## INFORMATION SHOWN
//! Validated JSON extractor for Axum
//!
//! `ValidatedJson<T>` works like `axum::Json<T>`, but additionally runs
//! `validator::Validate::validate()` on the deserialized value. Both a
//! malformed body and a failed validation answer 400 with the usual
//! `{ "error": ... }` envelope.

use std::collections::BTreeSet;

use axum::extract::rejection::JsonRejection;
use axum::extract::FromRequest;
use axum::response::{IntoResponse, Response};
use axum::Json;
use serde::de::DeserializeOwned;
use validator::{Validate, ValidationError, ValidationErrors};

use super::ApiError;

/// An extractor that deserializes JSON and validates it.
///
/// ```ignore
/// #[derive(Deserialize, Validate)]
/// struct NewSession {
///     #[validate(custom(function = "not_blank", message = "Title is required"))]
///     title: String,
/// }
///
/// async fn handler(ValidatedJson(body): ValidatedJson<NewSession>) {}
/// ```
pub struct ValidatedJson<T>(pub T);

pub enum ValidatedJsonRejection {
    JsonError(JsonRejection),
    ValidationError(ValidationErrors),
}

impl IntoResponse for ValidatedJsonRejection {
    fn into_response(self) -> Response {
        match self {
            Self::JsonError(rejection) => {
                ApiError::bad_request(format!("Invalid JSON: {}", rejection.body_text()))
                    .into_response()
            }
            Self::ValidationError(errors) => {
                ApiError::bad_request(validation_message(&errors)).into_response()
            }
        }
    }
}

/// Distinct messages of all failed rules. Rules on several fields usually
/// share one message, which is then reported once.
fn validation_message(errors: &ValidationErrors) -> String {
    let messages: BTreeSet<String> = errors
        .field_errors()
        .iter()
        .flat_map(|(field, errs)| {
            errs.iter().map(move |e| {
                e.message
                    .as_ref()
                    .map(|m| m.to_string())
                    .unwrap_or_else(|| format!("{}: {}", field, e.code))
            })
        })
        .collect();

    if messages.is_empty() {
        "Validation failed".to_string()
    } else {
        messages.into_iter().collect::<Vec<_>>().join("; ")
    }
}

/// Rejects strings that are empty after trimming.
pub fn not_blank(value: &str) -> Result<(), ValidationError> {
    if value.trim().is_empty() {
        return Err(ValidationError::new("blank"));
    }
    Ok(())
}

impl<S, T> FromRequest<S> for ValidatedJson<T>
where
    T: DeserializeOwned + Validate,
    S: Send + Sync,
{
    type Rejection = ValidatedJsonRejection;

    async fn from_request(
        req: axum::extract::Request,
        state: &S,
    ) -> Result<Self, Self::Rejection> {
        let Json(value) = Json::<T>::from_request(req, state)
            .await
            .map_err(ValidatedJsonRejection::JsonError)?;

        value
            .validate()
            .map_err(ValidatedJsonRejection::ValidationError)?;

        Ok(ValidatedJson(value))
    }
}

// ── Tests ──────────────────────────────────────────────────────

#[cfg(test)]
mod tests {
    use super::*;
    use axum::body::Body;
    use axum::http::{Request, StatusCode};
    use axum::routing::post;
    use axum::Router;
    use serde::Deserialize;
    use tower::ServiceExt;

    const REQUIRED: &str = "Name and phone are required";

    #[derive(Debug, Deserialize, Validate)]
    struct TestBody {
        #[serde(default)]
        #[validate(custom(function = "not_blank", message = "Name and phone are required"))]
        name: String,
        #[serde(default)]
        #[validate(custom(function = "not_blank", message = "Name and phone are required"))]
        phone: String,
    }

    async fn handler(ValidatedJson(_body): ValidatedJson<TestBody>) -> &'static str {
        "ok"
    }

    async fn send(body: &'static str) -> (StatusCode, serde_json::Value) {
        let app = Router::new().route("/test", post(handler));
        let req = Request::builder()
            .method("POST")
            .uri("/test")
            .header("content-type", "application/json")
            .body(Body::from(body))
            .unwrap();

        let resp = app.oneshot(req).await.unwrap();
        let status = resp.status();
        let bytes = axum::body::to_bytes(resp.into_body(), usize::MAX)
            .await
            .unwrap();
        let json = serde_json::from_slice(&bytes).unwrap_or(serde_json::Value::Null);
        (status, json)
    }

    #[tokio::test]
    async fn valid_body_returns_ok() {
        let (status, _) = send(r#"{"name": "Sara", "phone": "555"}"#).await;
        assert_eq!(status, StatusCode::OK);
    }

    #[tokio::test]
    async fn invalid_json_returns_400() {
        let (status, body) = send("not json").await;
        assert_eq!(status, StatusCode::BAD_REQUEST);
        assert!(body["error"].as_str().unwrap().starts_with("Invalid JSON"));
    }

    #[tokio::test]
    async fn shared_messages_are_reported_once() {
        let (status, body) = send(r#"{"name": "  "}"#).await;
        assert_eq!(status, StatusCode::BAD_REQUEST);
        assert_eq!(body["error"], REQUIRED);
    }
}
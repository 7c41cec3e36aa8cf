//! Workbook layouts for each export

use super::writer::{Cell, SheetSpec};
use super::SpreadsheetError;
use crate::domain::{AttendanceExportRow, BirthdayEntry, Student};

/// Header row of the import template; the importer accepts these names.
pub const TEMPLATE_HEADERS: &[&str] = &[
    "Name",
    "FatherName",
    "LastName",
    "Address",
    "Phone",
    "Birthdate",
    "Gender",
    "Source",
    "GraduationYear",
    "Notes",
];

const TEMPLATE_WIDTHS: &[f64] = &[16.0, 16.0, 16.0, 18.0, 12.0, 12.0, 10.0, 14.0, 16.0, 30.0];

const STUDENT_HEADERS: &[&str] = &[
    "ID",
    "Name",
    "FatherName",
    "LastName",
    "Address",
    "Phone",
    "Birthdate",
    "Gender",
    "Source",
    "GraduationYear",
    "Notes",
    "CreatedAt",
];

const ATTENDANCE_HEADERS: &[&str] = &[
    "StudentID",
    "Name",
    "Phone",
    "Status",
    "MarkedAt",
    "Session",
    "SessionDate",
];

const BIRTHDAY_HEADERS: &[&str] = &[
    "StudentID",
    "Name",
    "Phone",
    "Address",
    "Birthdate",
    "Gender",
    "GraduationYear",
    "Age",
];

fn date(d: chrono::NaiveDate) -> Cell {
    Cell::Text(d.format("%Y-%m-%d").to_string())
}

fn timestamp(t: chrono::DateTime<chrono::Utc>) -> Cell {
    Cell::Text(t.format("%Y-%m-%d %H:%M:%S").to_string())
}

pub fn students_workbook(students: &[Student]) -> Result<Vec<u8>, SpreadsheetError> {
    let mut sheet = SheetSpec::new("Students", STUDENT_HEADERS);
    for s in students {
        sheet.push_row(vec![
            s.id.into(),
            s.name.as_str().into(),
            s.father_name.clone().into(),
            s.last_name.clone().into(),
            s.address.clone().into(),
            s.phone.as_str().into(),
            s.birthdate.map(date).unwrap_or(Cell::Empty),
            s.gender.clone().into(),
            s.source.clone().into(),
            s.graduation_year.into(),
            s.notes.clone().into(),
            timestamp(s.created_at),
        ]);
    }
    sheet.to_xlsx()
}

/// Import template: header row, one sample row, frozen header.
pub fn template_workbook() -> Result<Vec<u8>, SpreadsheetError> {
    let mut sheet = SheetSpec::new("Template", TEMPLATE_HEADERS);
    sheet.widths = TEMPLATE_WIDTHS;
    sheet.freeze_header = true;
    sheet.push_row(vec![
        "Adam".into(),
        "Eric".into(),
        "Hull".into(),
        "Cruzchester".into(),
        "80071".into(),
        "2000-01-15".into(),
        "Male".into(),
        "Manual".into(),
        2027i32.into(),
        "Optional notes here".into(),
    ]);
    sheet.to_xlsx()
}

pub fn attendance_workbook(rows: &[AttendanceExportRow]) -> Result<Vec<u8>, SpreadsheetError> {
    let mut sheet = SheetSpec::new("Attendance", ATTENDANCE_HEADERS);
    for r in rows {
        sheet.push_row(vec![
            r.student_id.into(),
            r.name.as_str().into(),
            r.phone.as_str().into(),
            r.status.as_str().into(),
            r.marked_at.map(timestamp).unwrap_or(Cell::Empty),
            r.session_title.as_str().into(),
            date(r.session_date),
        ]);
    }
    sheet.to_xlsx()
}

pub fn birthdays_workbook(rows: &[BirthdayEntry]) -> Result<Vec<u8>, SpreadsheetError> {
    let mut sheet = SheetSpec::new("Birthdays", BIRTHDAY_HEADERS);
    for r in rows {
        sheet.push_row(vec![
            r.id.into(),
            r.name.as_str().into(),
            r.phone.as_str().into(),
            r.address.clone().into(),
            date(r.birthdate),
            r.gender.clone().into(),
            r.graduation_year.into(),
            r.age.into(),
        ]);
    }
    sheet.to_xlsx()
}
//! Authentication DTOs

use serde::{Deserialize, Serialize};
use utoipa::ToSchema;
use validator::Validate;

use crate::domain::User;
use crate::interfaces::http::middleware::AuthenticatedUser;

/// Blank fields are reported by the login itself, so nothing is
/// validated here beyond the JSON shape.
#[derive(Debug, Deserialize, Validate, ToSchema)]
pub struct LoginRequest {
    #[serde(default)]
    pub email: String,
    #[serde(default)]
    pub password: String,
}

#[derive(Debug, Serialize, ToSchema)]
pub struct LoginResponse {
    pub token: String,
    pub user: UserInfo,
}

#[derive(Debug, Serialize, ToSchema)]
pub struct UserInfo {
    pub id: Option<i32>,
    pub name: String,
    pub email: String,
    /// `admin` or `viewer`
    pub role: String,
}

impl From<User> for UserInfo {
    fn from(user: User) -> Self {
        Self {
            id: Some(user.id),
            name: user.name,
            email: user.email,
            role: user.role.as_str().to_string(),
        }
    }
}

impl From<AuthenticatedUser> for UserInfo {
    fn from(user: AuthenticatedUser) -> Self {
        Self {
            id: user.user_id,
            name: user.name,
            email: user.email,
            role: user.role.as_str().to_string(),
        }
    }
}
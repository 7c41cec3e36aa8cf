//! Database migrations module

pub use sea_orm_migration::prelude::*;

mod m20240101_000001_create_users;
mod m20240101_000002_create_students;
mod m20240101_000003_create_sessions;
mod m20240101_000004_create_attendance;

pub struct Migrator;

#[async_trait::async_trait]
impl MigratorTrait for Migrator {
    fn migrations() -> Vec<Box<dyn MigrationTrait>> {
        vec![
            Box::new(m20240101_000001_create_users::Migration),
            Box::new(m20240101_000002_create_students::Migration),
            Box::new(m20240101_000003_create_sessions::Migration),
            Box::new(m20240101_000004_create_attendance::Migration),
        ]
    }
}
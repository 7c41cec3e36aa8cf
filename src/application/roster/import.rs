//! Student import
//!
//! Rows are processed one by one and independently: a bad row is counted
//! as skipped and reported, never aborting the rest of the sheet.

use serde::Serialize;
use tracing::{info, warn};

use crate::domain::student::{StudentInput, StudentRepository};
use crate::domain::UpsertOutcome;
use crate::infrastructure::spreadsheet::SheetRow;
use crate::shared::{int_from_text, to_date_only};

const NAME: &[&str] = &["Name", "name"];
const FATHER_NAME: &[&str] = &["FatherName", "father_name"];
const LAST_NAME: &[&str] = &["LastName", "last_name"];
const ADDRESS: &[&str] = &["Address", "address"];
const PHONE: &[&str] = &["Phone", "phone"];
const BIRTHDATE: &[&str] = &["Birthdate", "birthdate"];
const GENDER: &[&str] = &["Gender", "gender"];
const SOURCE: &[&str] = &["Source", "source"];
const GRADUATION_YEAR: &[&str] = &["GraduationYear", "graduation_year", "graduationYear"];
const NOTES: &[&str] = &["Notes", "notes"];

/// Outcome counters of one import
#[derive(Debug, Clone, Default, PartialEq, Eq, Serialize)]
pub struct ImportReport {
    pub inserted: u32,
    pub updated: u32,
    pub skipped: u32,
    pub errors: Vec<String>,
}

impl ImportReport {
    fn skip(&mut self, message: String) {
        self.skipped += 1;
        self.errors.push(message);
    }
}

/// Build a student from one sheet row. The error is the message reported
/// for the row.
pub fn student_input_from_row(row: &SheetRow) -> Result<StudentInput, String> {
    let owned = |aliases: &[&str]| row.get(aliases).map(str::to_string);

    let (Some(name), Some(phone)) = (owned(NAME), owned(PHONE)) else {
        return Err(format!("Row {}: missing name or phone", row.number));
    };

    Ok(StudentInput {
        name,
        father_name: owned(FATHER_NAME),
        last_name: owned(LAST_NAME),
        address: owned(ADDRESS),
        phone,
        birthdate: to_date_only(row.get(BIRTHDATE)),
        gender: owned(GENDER),
        source: owned(SOURCE),
        graduation_year: row.get(GRADUATION_YEAR).and_then(int_from_text),
        notes: owned(NOTES),
    })
}

/// Upsert every row by phone and tally the results.
pub async fn import_students(students: &dyn StudentRepository, rows: &[SheetRow]) -> ImportReport {
    let mut report = ImportReport::default();

    for row in rows {
        let input = match student_input_from_row(row) {
            Ok(input) => input,
            Err(message) => {
                report.skip(message);
                continue;
            }
        };

        match students.upsert_by_phone(input).await {
            Ok(UpsertOutcome::Inserted(_)) => report.inserted += 1,
            Ok(UpsertOutcome::Updated(_)) => report.updated += 1,
            Err(e) => {
                if e.is_fault() {
                    warn!(row = row.number, error = %e, "Import row failed");
                }
                report.skip(format!("Row {}: {}", row.number, e));
            }
        }
    }

    info!(
        inserted = report.inserted,
        updated = report.updated,
        skipped = report.skipped,
        "Student import finished"
    );
    report
}

#[cfg(test)]
mod tests {
    use super::*;
    use crate::domain::student::StudentRepository;
    use crate::infrastructure::database::repositories::student_repository::SeaOrmStudentRepository;
    use crate::test_support::test_db;
    use chrono::NaiveDate;

    #[test]
    fn aliases_and_normalisation() {
        let row = SheetRow::from_pairs(
            3,
            &[
                ("name", " Rami "),
                ("Phone", "0791"),
                ("Birthdate", "2001-04-09T00:00:00Z"),
                ("graduationYear", "2026"),
                ("Gender", ""),
            ],
        );
        let input = student_input_from_row(&row).unwrap();
        assert_eq!(input.name, "Rami");
        assert_eq!(input.birthdate, NaiveDate::from_ymd_opt(2001, 4, 9));
        assert_eq!(input.graduation_year, Some(2026));
        assert_eq!(input.gender, None);
    }

    #[test]
    fn missing_phone_reports_sheet_row() {
        let row = SheetRow::from_pairs(5, &[("Name", "Only name")]);
        assert_eq!(
            student_input_from_row(&row).unwrap_err(),
            "Row 5: missing name or phone"
        );
    }

    #[tokio::test]
    async fn import_counts_inserts_updates_and_skips() {
        let repo = SeaOrmStudentRepository::new(test_db().await);
        repo.create(StudentInput {
            name: "Existing".into(),
            phone: "111".into(),
            ..Default::default()
        })
        .await
        .unwrap();

        let rows = vec![
            SheetRow::from_pairs(2, &[("Name", "Renamed"), ("Phone", "111")]),
            SheetRow::from_pairs(3, &[("Name", "Fresh"), ("Phone", "222")]),
            SheetRow::from_pairs(4, &[("Name", ""), ("Phone", "333")]),
        ];
        let report = import_students(&repo, &rows).await;

        assert_eq!(
            report,
            ImportReport {
                inserted: 1,
                updated: 1,
                skipped: 1,
                errors: vec!["Row 4: missing name or phone".to_string()],
            }
        );
        let existing = repo.find_by_phone("111").await.unwrap().unwrap();
        assert_eq!(existing.name, "Renamed");
    }
}
pub mod shutdown;
pub mod types;
pub mod validations;

pub use shutdown::*;
pub use types::*;
pub use validations::*;
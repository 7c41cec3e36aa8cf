//! Migration to create users table

use sea_orm_migration::prelude::*;

#[derive(DeriveMigrationName)]
pub struct Migration;

#[async_trait::async_trait]
impl MigrationTrait for Migration {
    async fn up(&self, manager: &SchemaManager) -> Result<(), DbErr> {
        manager
            .create_table(
                Table::create()
                    .table(Users::Table)
                    .if_not_exists()
                    .col(
                        ColumnDef::new(Users::Id)
                            .integer()
                            .not_null()
                            .auto_increment()
                            .primary_key(),
                    )
                    .col(ColumnDef::new(Users::Name).string_len(255).not_null())
                    .col(
                        ColumnDef::new(Users::Email)
                            .string_len(255)
                            .not_null()
                            .unique_key(),
                    )
                    .col(ColumnDef::new(Users::PasswordHash).string_len(255).not_null())
                    .col(
                        ColumnDef::new(Users::Role)
                            .string_len(20)
                            .not_null()
                            .default("viewer"),
                    )
                    .col(
                        ColumnDef::new(Users::CreatedAt)
                            .timestamp_with_time_zone()
                            .not_null(),
                    )
                    .to_owned(),
            )
            .await
    }

    async fn down(&self, manager: &SchemaManager) -> Result<(), DbErr> {
        manager
            .drop_table(Table::drop().table(Users::Table).to_owned())
            .await
    }
}

#[derive(Iden)]
enum Users {
    Table,
    Id,
    Name,
    Email,
    PasswordHash,
    Role,
    CreatedAt,
}
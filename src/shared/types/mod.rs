pub mod errors;
pub mod pagination;

pub use errors::*;
pub use pagination::*;
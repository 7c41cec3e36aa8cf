use std::fmt;
use std::str::FromStr;

use chrono::{DateTime, Utc};
use serde::{Deserialize, Serialize};
use utoipa::ToSchema;

/// User role
#[derive(Debug, Clone, Copy, Default, PartialEq, Eq, Serialize, Deserialize, ToSchema)]
#[serde(rename_all = "lowercase")]
pub enum UserRole {
    Admin,
    #[default]
    Viewer,
}

impl UserRole {
    pub fn as_str(&self) -> &'static str {
        match self {
            UserRole::Admin => "admin",
            UserRole::Viewer => "viewer",
        }
    }

    pub fn is_admin(&self) -> bool {
        matches!(self, UserRole::Admin)
    }
}

impl fmt::Display for UserRole {
    fn fmt(&self, f: &mut fmt::Formatter<'_>) -> fmt::Result {
        f.write_str(self.as_str())
    }
}

impl FromStr for UserRole {
    type Err = String;

    fn from_str(s: &str) -> Result<Self, Self::Err> {
        match s {
            "admin" => Ok(UserRole::Admin),
            "viewer" => Ok(UserRole::Viewer),
            other => Err(format!("Unknown role: {}", other)),
        }
    }
}

/// User model
#[derive(Clone, Debug)]
pub struct User {
    pub id: i32,
    pub name: String,
    pub email: String,
    pub password_hash: String,
    pub role: UserRole,
    pub created_at: DateTime<Utc>,
}

/// Data for inserting a user; the password is already hashed.
#[derive(Clone, Debug)]
pub struct NewUser {
    pub name: String,
    pub email: String,
    pub password_hash: String,
    pub role: UserRole,
}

## EXERCISE REQUIREMENTS
Needed here are the exact lines from the start of the material through the line that contains "use serde::de::DeserializeOwned;", and no others.

## WRITTEN REPLY
//! Validated JSON extractor for Axum
//!
//! `ValidatedJson<T>` works like `axum::Json<T>`, but additionally runs
//! `validator::Validate::validate()` on the deserialized value. Both a
//! malformed body and a failed validation answer 400 with the usual
//! `{ "error": ... }` envelope.

use std::collections::BTreeSet;

use axum::extract::rejection::JsonRejection;
use axum::extract::FromRequest;
use axum::response::{IntoResponse, Response};
use axum::Json;
use serde::de::DeserializeOwned;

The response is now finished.